Masalah doa bukan hanya masalah redaksi doanya. Karena ada yang membaca sekali diijabah dan yang membaca ribuan kali tidak saja diijabah. Mengapa hal demikian terjadi, tentu di antaranya hatinya masih belum bulat, ia masih bersandar pada selain Allah SWT.

Memang doa itu mampu mengubah dari takdir satu ke takdir yang lain. Allah-lah yang memiliki takdir. Namun ada catatan pula di Lauhul Mahfudz, bahwa bila dia berdoa dengan sepenuh keyakinan, maka akan ada catatan takdirnya, demikian pun bila lalai dalam do’anya, akan ada catatan takdir lainnya. Tidak ada yang luput dan baru, karena ada di Lauhul Mahfudz jauh sejak kita dilahirkan ke dunia. Tetap ada rangkaian takdirnya dengan detail di lauhul mahfudz. Namun tugas kita adalah berusaha.

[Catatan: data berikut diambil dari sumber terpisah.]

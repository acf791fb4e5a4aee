//! Log Message Processor - Main Entry Point
//!
//! Starts the health server, then the pub/sub worker, and supervises both
//! until a termination signal arrives.

use log_message_processor::broker::{HealthState, RedisConnector};
use log_message_processor::config::WorkerConfig;
use log_message_processor::observability::{init_default_logging, HealthServer};
use log_message_processor::processor::MessageProcessor;
use log_message_processor::worker::Worker;
use log_message_processor::WorkerResult;
use std::process;
use std::sync::Arc;
use tokio::signal;
use tokio::sync::watch;
use tracing::{error, info, warn};

#[tokio::main]
async fn main() {
    // Initialize observability system
    init_default_logging();

    info!(
        "Starting log message processor v{}",
        env!("CARGO_PKG_VERSION")
    );

    // Load configuration
    let config = match WorkerConfig::from_env() {
        Ok(config) => config,
        Err(e) => {
            error!("Failed to load configuration: {}", e);
            process::exit(1);
        }
    };

    if let Err(e) = run(config).await {
        error!("Worker failed: {}", e);
        process::exit(1);
    }

    info!("Application shutdown complete");
}

async fn run(config: WorkerConfig) -> WorkerResult<()> {
    let state = HealthState::new();
    let (shutdown_tx, shutdown_rx) = watch::channel(false);

    // Health server first so the broker state is observable from the start
    let health_server = Arc::new(HealthServer::new(&config.health, state.clone()));
    let (_, mut health_task) = health_server.start(shutdown_rx.clone())?;

    let worker = Worker::new(
        RedisConnector::new(&config.broker),
        config.broker.channel.clone(),
        state,
        MessageProcessor::from_section(&config.processing),
    );
    let worker_shutdown = shutdown_rx.clone();
    let mut worker_task = tokio::spawn(async move { worker.run(worker_shutdown).await });

    let mut sigint = signal::unix::signal(signal::unix::SignalKind::interrupt())?;
    let mut sigterm = signal::unix::signal(signal::unix::SignalKind::terminate())?;

    let exited = tokio::select! {
        _ = sigint.recv() => {
            info!("Received SIGINT, shutting down...");
            None
        }
        _ = sigterm.recv() => {
            info!("Received SIGTERM, shutting down...");
            None
        }
        result = &mut health_task => Some(("Health server", result)),
        result = &mut worker_task => Some(("Worker", result)),
    };

    // Both tasks watch this signal; a send error only means they are gone.
    let _ = shutdown_tx.send(true);

    match exited {
        None => {
            if let Err(e) = worker_task.await {
                error!("Worker task failed: {}", e);
            }
            if let Err(e) = health_task.await {
                error!("Health server task failed: {}", e);
            }
        }
        Some((name, result)) => {
            warn!("{} stopped unexpectedly", name);
            worker_task.abort();
            health_task.abort();
            result?;
        }
    }

    Ok(())
}
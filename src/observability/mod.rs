//! Observability for the worker
//!
//! Structured logging and the HTTP health endpoint used by container
//! orchestration.

pub mod health;
pub mod logging;

// Re-export for convenience
pub use health::{
    HealthResponse, HealthServer, HealthServerError, BROKER_FAILURE_MESSAGE, HEALTH_PATH,
};
pub use logging::{init_default_logging, init_logging, LogFormat};

// Span macros for structured logging
pub use logging::{broker_span, message_span};
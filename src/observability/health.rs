//! Health check HTTP server for container orchestration
//!
//! `GET /health` probes the broker handle published in [`HealthState`] and
//! answers 200 or 503. Every other path is a 404 with an empty body. The
//! server runs as its own task so it keeps answering while the subscription
//! loop is blocked on the broker.

use crate::broker::{HealthState, ProbeResult};
use crate::config::HealthSection;
use serde::{Deserialize, Serialize};
use std::convert::Infallible;
use std::future::Future;
use std::net::SocketAddr;
use std::sync::Arc;
use std::time::Duration;
use thiserror::Error;
use tokio::sync::watch;
use tokio::task::JoinHandle;
use tracing::{debug, info};
use warp::http::StatusCode;
use warp::path::FullPath;
use warp::{Filter, Rejection, Reply};

/// The only path the server answers on
pub const HEALTH_PATH: &str = "/health";

/// Error text reported to probes whenever the broker is unusable
pub const BROKER_FAILURE_MESSAGE: &str = "Redis connection failed";

#[derive(Debug, Error)]
pub enum HealthServerError {
    #[error("Failed to bind health server on {addr}: {reason}")]
    Bind { addr: SocketAddr, reason: String },
}

/// JSON body of `/health`
#[derive(Debug, Clone, PartialEq, Eq, Serialize, Deserialize)]
pub struct HealthResponse {
    pub status: String,
    #[serde(default, skip_serializing_if = "Option::is_none")]
    pub error: Option<String>,
}

impl HealthResponse {
    pub fn healthy() -> Self {
        Self {
            status: "healthy".to_string(),
            error: None,
        }
    }

    pub fn unhealthy() -> Self {
        Self {
            status: "unhealthy".to_string(),
            error: Some(BROKER_FAILURE_MESSAGE.to_string()),
        }
    }
}

/// HTTP health check server
pub struct HealthServer {
    port: u16,
    probe_timeout: Duration,
    state: HealthState,
}

impl HealthServer {
    /// Create new health server
    pub fn new(section: &HealthSection, state: HealthState) -> Self {
        Self {
            port: section.port,
            probe_timeout: section.probe_timeout(),
            state,
        }
    }

    pub fn port(&self) -> u16 {
        self.port
    }

    /// Address on all interfaces
    pub fn bind_address(&self) -> SocketAddr {
        SocketAddr::from(([0, 0, 0, 0], self.port))
    }

    /// Probe the broker and build the `/health` answer
    pub async fn check(&self) -> (StatusCode, HealthResponse) {
        match self.state.probe(self.probe_timeout).await {
            ProbeResult::Alive => (StatusCode::OK, HealthResponse::healthy()),
            ProbeResult::Dead(reason) => {
                debug!("Health check reporting unhealthy: {}", reason);
                (StatusCode::SERVICE_UNAVAILABLE, HealthResponse::unhealthy())
            }
        }
    }

    /// All routes served by the health server
    pub fn routes(
        self: Arc<Self>,
    ) -> impl Filter<Extract = (impl Reply,), Error = Rejection> + Clone {
        let health_server = self;

        // Exact match only, `/health/` falls through to 404
        let health_path = warp::path::full()
            .and_then(|path: FullPath| async move {
                if path.as_str() == HEALTH_PATH {
                    Ok(())
                } else {
                    Err(warp::reject::not_found())
                }
            })
            .untuple_one();

        // GET /health - broker probe
        let health_route = health_path
            .clone()
            .and(warp::get())
            .and_then(move || {
                let server = health_server.clone();
                async move {
                    let (status, body) = server.check().await;
                    Ok::<_, Infallible>(warp::reply::with_status(warp::reply::json(&body), status))
                }
            });

        // Other methods on /health
        let method_route = health_path
            .map(|| warp::reply::with_status(warp::reply(), StatusCode::METHOD_NOT_ALLOWED));

        // Everything else
        let not_found_route = warp::any().and_then(|| async {
            Ok::<_, Rejection>(warp::reply::with_status(
                warp::reply(),
                StatusCode::NOT_FOUND,
            ))
        });

        health_route.or(method_route).or(not_found_route)
    }

    /// Bind the listener; the returned future serves until `shutdown` flips
    /// to true or its sender is dropped.
    pub fn bind(
        self: Arc<Self>,
        mut shutdown: watch::Receiver<bool>,
    ) -> Result<(SocketAddr, impl Future<Output = ()> + Send + 'static), HealthServerError> {
        let addr = self.bind_address();
        let routes = self.routes();

        let signal = async move {
            while !*shutdown.borrow() {
                if shutdown.changed().await.is_err() {
                    break;
                }
            }
            debug!("Health server shutting down");
        };

        warp::serve(routes)
            .try_bind_with_graceful_shutdown(addr, signal)
            .map_err(|e| HealthServerError::Bind {
                addr,
                reason: e.to_string(),
            })
    }

    /// Bind and spawn the server as an independent task
    pub fn start(
        self: Arc<Self>,
        shutdown: watch::Receiver<bool>,
    ) -> Result<(SocketAddr, JoinHandle<()>), HealthServerError> {
        let (addr, server) = self.bind(shutdown)?;
        let handle = tokio::spawn(server);
        info!("Health check server started on port {}", addr.port());
        Ok((addr, handle))
    }
}

#[cfg(test)]
mod tests {
    use super::*;
    use crate::testing::mocks::MockHandle;

    fn server_with(state: HealthState) -> Arc<HealthServer> {
        let section = HealthSection {
            port: 0,
            probe_timeout_ms: 50,
        };
        Arc::new(HealthServer::new(&section, state))
    }

    #[test]
    fn test_health_response_bodies() {
        assert_eq!(
            serde_json::to_string(&HealthResponse::healthy()).unwrap(),
            r#"{"status":"healthy"}"#
        );
        assert_eq!(
            serde_json::to_string(&HealthResponse::unhealthy()).unwrap(),
            r#"{"status":"unhealthy","error":"Redis connection failed"}"#
        );
    }

    #[test]
    fn test_bind_address_is_all_interfaces() {
        let section = HealthSection::default();
        let server = HealthServer::new(&section, HealthState::new());
        assert_eq!(server.bind_address(), "0.0.0.0:8080".parse().unwrap());
    }

    #[tokio::test]
    async fn test_health_unhealthy_before_connection() {
        let routes = server_with(HealthState::new()).routes();

        let response = warp::test::request()
            .method("GET")
            .path("/health")
            .reply(&routes)
            .await;

        assert_eq!(response.status(), StatusCode::SERVICE_UNAVAILABLE);
        assert_eq!(
            response.headers()["content-type"],
            "application/json"
        );
        let body: HealthResponse = serde_json::from_slice(response.body()).unwrap();
        assert_eq!(body, HealthResponse::unhealthy());
    }

    #[tokio::test]
    async fn test_health_healthy_with_live_handle() {
        let state = HealthState::new();
        state.mark_healthy(Arc::new(MockHandle::new()));
        let routes = server_with(state).routes();

        let response = warp::test::request().path("/health").reply(&routes).await;

        assert_eq!(response.status(), StatusCode::OK);
        assert_eq!(response.body().as_ref(), br#"{"status":"healthy"}"#);
    }

    #[tokio::test]
    async fn test_health_unhealthy_when_ping_fails() {
        let handle = Arc::new(MockHandle::new());
        let state = HealthState::new();
        state.mark_healthy(handle.clone());
        let routes = server_with(state).routes();

        handle.set_alive(false);
        let response = warp::test::request().path("/health").reply(&routes).await;
        assert_eq!(response.status(), StatusCode::SERVICE_UNAVAILABLE);

        handle.set_alive(true);
        let response = warp::test::request().path("/health").reply(&routes).await;
        assert_eq!(response.status(), StatusCode::OK);
    }

    #[tokio::test]
    async fn test_health_unhealthy_when_ping_hangs() {
        let state = HealthState::new();
        state.mark_healthy(Arc::new(
            MockHandle::new().with_ping_delay(Duration::from_secs(5)),
        ));
        let routes = server_with(state).routes();

        let response = warp::test::request().path("/health").reply(&routes).await;
        assert_eq!(response.status(), StatusCode::SERVICE_UNAVAILABLE);
    }

    #[tokio::test]
    async fn test_unknown_paths_return_404() {
        let state = HealthState::new();
        state.mark_healthy(Arc::new(MockHandle::new()));
        let routes = server_with(state).routes();

        for path in ["/", "/healthz", "/health/", "/health/extra", "/metrics"] {
            let response = warp::test::request().path(path).reply(&routes).await;
            assert_eq!(response.status(), StatusCode::NOT_FOUND, "path {path}");
            assert!(response.body().is_empty(), "path {path}");
        }
    }

    #[tokio::test]
    async fn test_trailing_slash_is_not_health() {
        let state = HealthState::new();
        state.mark_healthy(Arc::new(MockHandle::new()));
        let routes = server_with(state).routes();

        let response = warp::test::request().path("/health/").reply(&routes).await;
        assert_eq!(response.status(), StatusCode::NOT_FOUND);
        assert!(response.body().is_empty());

        let response = warp::test::request()
            .method("POST")
            .path("/health/")
            .reply(&routes)
            .await;
        assert_eq!(response.status(), StatusCode::NOT_FOUND);

        let response = warp::test::request().path("/health").reply(&routes).await;
        assert_eq!(response.status(), StatusCode::OK);
    }

    #[tokio::test]
    async fn test_non_get_on_health_is_rejected() {
        let routes = server_with(HealthState::new()).routes();

        let response = warp::test::request()
            .method("POST")
            .path("/health")
            .reply(&routes)
            .await;
        assert_eq!(response.status(), StatusCode::METHOD_NOT_ALLOWED);
        assert!(response.body().is_empty());
    }

    #[tokio::test]
    async fn test_start_and_shutdown() {
        let (shutdown_tx, shutdown_rx) = watch::channel(false);
        let (addr, handle) = server_with(HealthState::new()).start(shutdown_rx).unwrap();
        assert_ne!(addr.port(), 0);

        shutdown_tx.send(true).unwrap();
        tokio::time::timeout(Duration::from_secs(2), handle)
            .await
            .expect("server should stop after shutdown signal")
            .unwrap();
    }
}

Dengan demikian, yang terpenting bagi kita bukan terkabulnya doa, tapi dengan doa itu kita benar-benar menjadi hamba Allah. Perintah Allah adalah untuk menjadi mengabdi, bersih tauhid. berjiwa bulat hanya kepada Allah. Perkara dikasih, itu bonus, agar makin tambah keimanan kita. Perkara ijabah Allah Maha Kuasa. “Aku sesuai dengan prasangka hamba-Ku kepada diri-Ku.” (Hadis Qudsi). Maka berbaik sangka kepada Allah dengan kepatuhan, itu syaratnya.

Jangan ragukan dengan ijabahnya dari Allah atas doa-doa kita. Hal itu sudah janji Allah. Pasti diijabah, walau waktu, cara, bentuknya bisa tidak sesuai dengan yang dimohonkan.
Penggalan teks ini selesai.